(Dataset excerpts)
= = = =

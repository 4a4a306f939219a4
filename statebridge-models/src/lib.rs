//! Domain model for the statebridge exchange gateway.
//!
//! This crate carries the wire-facing and store-facing types shared by the
//! exchange core: properties and their runtime state, routing keys and their
//! payload schemas, the inbound message envelope, value normalization, and
//! gateway settings.

pub mod constants;
pub mod message;
pub mod payload;
pub mod property;
pub mod routing;
pub mod settings;
pub mod state;
pub mod value;

pub use message::{Acknowledgement, ActionMessage};
pub use payload::{
    ActionKind, ActionPayload, ChannelActionPayload, ChannelPropertyActionPayload,
    ConnectorActionPayload, DeviceActionPayload, DevicePropertyActionPayload, TriggerActionPayload,
};
pub use property::{Property, PropertyFamily, PropertyKind};
pub use routing::{PayloadSchema, RoutingKey};
pub use settings::Settings;
pub use state::{PropertyState, StateFields};
pub use value::{normalize_value, DataType, ValueFormat};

= = = =

Repeat the entries word for word. Skip none of them.

repository 4a4a306f939219a4
filename statebridge-models/src/lib.rs
//! Domain model for the statebridge exchange gateway.
//!
//! This crate carries the wire-facing and store-facing types shared by the
//! exchange core: properties and their runtime state, routing keys and their
//! payload schemas, the inbound message envelope, value normalization, and
//! gateway settings.

pub mod constants;
pub mod message;
pub mod payload;
pub mod property;
pub mod routing;
pub mod settings;
pub mod state;
pub mod value;

pub use message::{Acknowledgement, ActionMessage};
pub use payload::{
    ActionKind, ActionPayload, ChannelActionPayload, ChannelPropertyActionPayload,
    ConnectorActionPayload, DeviceActionPayload, DevicePropertyActionPayload, TriggerActionPayload,
};
pub use property::{Property, PropertyFamily, PropertyKind};
pub use routing::{PayloadSchema, RoutingKey};
pub use settings::Settings;
pub use state::{PropertyState, StateFields};
pub use value::{normalize_value, DataType, ValueFormat};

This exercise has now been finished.